§ Exercise aim: From the first line of the entries below, reproduce everything exactly through the line with "Last 20 bytes", and nothing more.
━━ Data records ━━
use std::{fmt, str::FromStr};

use ed25519_dalek::VerifyingKey;
use serde::{de::Error as _, Deserialize, Deserializer, Serialize, Serializer};
use sha2::{Digest, Sha256};

pub const ADDRESS_LEN: usize = 20;

const ADDRESS_DOMAIN: &[u8] = b"model-market/address";

#[derive(Debug, Clone, PartialEq, Eq, thiserror::Error)]
pub enum AddressError {
    #[error("invalid address hex: {0}")]
    InvalidHex(String),
    #[error("address must be 20 bytes, got {0}")]
    InvalidLength(usize),
}

/// Account identity on the market ledger.
///
/// Text form is `0x` followed by 40 lowercase hex digits. Parsing is
/// case-insensitive, so two spellings of the same address compare equal.
#[derive(Clone, Copy, PartialEq, Eq, PartialOrd, Ord, Hash, Default)]
pub struct Address([u8; ADDRESS_LEN]);

impl Address {
    pub const ZERO: Address = Address([0u8; ADDRESS_LEN]);

    pub const fn from_bytes(bytes: [u8; ADDRESS_LEN]) -> Self {
        Self(bytes)
    }

    pub fn as_bytes(&self) -> &[u8; ADDRESS_LEN] {
        &self.0
    }

    /// Last 20 bytes of `SHA-256(domain || pubkey)`.
    pub fn from_verifying_key(key: &VerifyingKey) -> Self {
        let mut hasher = Sha256::new();
        hasher.update(ADDRESS_DOMAIN);
        hasher.update(key.as_bytes());
        let digest: [u8; 32] = hasher.finalize().into();
        let mut out = [0u8; ADDRESS_LEN];
        out.copy_from_slice(&digest[32 - ADDRESS_LEN..]);
        Self(out)
    }
}

impl FromStr for Address {
    type Err = AddressError;

    fn from_str(s: &str) -> Result<Self, Self::Err> {
        let s = s.trim();
        let digits = s
            .strip_prefix("0x")
            .or_else(|| s.strip_prefix("0X"))
            .unwrap_or(s);
        let bytes = hex::decode(digits).map_err(|e| AddressError::InvalidHex(e.to_string()))?;
        if bytes.len() != ADDRESS_LEN {
            return Err(AddressError::InvalidLength(bytes.len()));
        }
        let mut out = [0u8; ADDRESS_LEN];
        out.copy_from_slice(&bytes);
        Ok(Self(out))
    }
}

impl fmt::Display for Address {
    fn fmt(&self, f: &mut fmt::Formatter<'_>) -> fmt::Result {
        write!(f, "0x{}", hex::encode(self.0))
    }
}

impl fmt::Debug for Address {
    fn fmt(&self, f: &mut fmt::Formatter<'_>) -> fmt::Result {
        fmt::Display::fmt(self, f)
    }
}

impl Serialize for Address {
    fn serialize<S>(&self, serializer: S) -> Result<S::Ok, S::Error>
    where
        S: Serializer,
    {
        serializer.collect_str(self)
    }
}

impl<'de> Deserialize<'de> for Address {
    fn deserialize<D>(deserializer: D) -> Result<Self, D::Error>
    where
        D: Deserializer<'de>,
    {
        let encoded = String::deserialize(deserializer)?;
        encoded.parse().map_err(D::Error::custom)
    }
}

#[cfg(test)]
mod tests {
    use super::*;

    use ed25519_dalek::SigningKey;

    #[test]
    fn parsing_ignores_case_and_prefix() {
        let lower: Address = "0xf39fd6e51aad88f6f4ce6ab8827279cfffb92266".parse().unwrap();
        let upper: Address = "0XF39FD6E51AAD88F6F4CE6AB8827279CFFFB92266".parse().unwrap();
        let bare: Address = "F39Fd6e51aad88F6F4ce6aB8827279cffFb92266".parse().unwrap();
        assert_eq!(lower, upper);
        assert_eq!(lower, bare);
        assert_eq!(
            upper.to_string(),
            "0xf39fd6e51aad88f6f4ce6ab8827279cfffb92266"
        );
    }

    #[test]
    fn rejects_wrong_length_and_bad_hex() {
        assert_eq!(
            "0x1234".parse::<Address>().unwrap_err(),
            AddressError::InvalidLength(2)
        );
        assert!(matches!(
            "0xzz9fd6e51aad88f6f4ce6ab8827279cfffb92266".parse::<Address>(),
            Err(AddressError::InvalidHex(_))
        ));
    }

    #[test]
    fn derived_address_is_stable_per_key() {
        let a = SigningKey::from_bytes(&[7u8; 32]).verifying_key();
        let b = SigningKey::from_bytes(&[8u8; 32]).verifying_key();
        assert_eq!(Address::from_verifying_key(&a), Address::from_verifying_key(&a));
        assert_ne!(Address::from_verifying_key(&a), Address::from_verifying_key(&b));
    }

    #[test]
    fn serializes_as_string_and_works_as_map_key() {
        let addr = Address::from_bytes([0xab; ADDRESS_LEN]);
        let json = serde_json::to_string(&addr).unwrap();
        assert_eq!(json, format!("\"{addr}\""));

        let mut map = std::collections::BTreeMap::new();
        map.insert(addr, 5u64);
        let encoded = serde_json::to_string(&map).unwrap();
        let decoded: std::collections::BTreeMap<Address, u64> =
            serde_json::from_str(&encoded).unwrap();
        assert_eq!(decoded[&addr], 5);
    }
}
━━━
§ Reply:
use std::{fmt, str::FromStr};

use ed25519_dalek::VerifyingKey;
use serde::{de::Error as _, Deserialize, Deserializer, Serialize, Serializer};
use sha2::{Digest, Sha256};

pub const ADDRESS_LEN: usize = 20;

const ADDRESS_DOMAIN: &[u8] = b"model-market/address";

#[derive(Debug, Clone, PartialEq, Eq, thiserror::Error)]
pub enum AddressError {
    #[error("invalid address hex: {0}")]
    InvalidHex(String),
    #[error("address must be 20 bytes, got {0}")]
    InvalidLength(usize),
}

/// Account identity on the market ledger.
///
/// Text form is `0x` followed by 40 lowercase hex digits. Parsing is
/// case-insensitive, so two spellings of the same address compare equal.
#[derive(Clone, Copy, PartialEq, Eq, PartialOrd, Ord, Hash, Default)]
pub struct Address([u8; ADDRESS_LEN]);

impl Address {
    pub const ZERO: Address = Address([0u8; ADDRESS_LEN]);

    pub const fn from_bytes(bytes: [u8; ADDRESS_LEN]) -> Self {
        Self(bytes)
    }

    pub fn as_bytes(&self) -> &[u8; ADDRESS_LEN] {
        &self.0
    }

    /// Last 20 bytes of `SHA-256(domain || pubkey)`.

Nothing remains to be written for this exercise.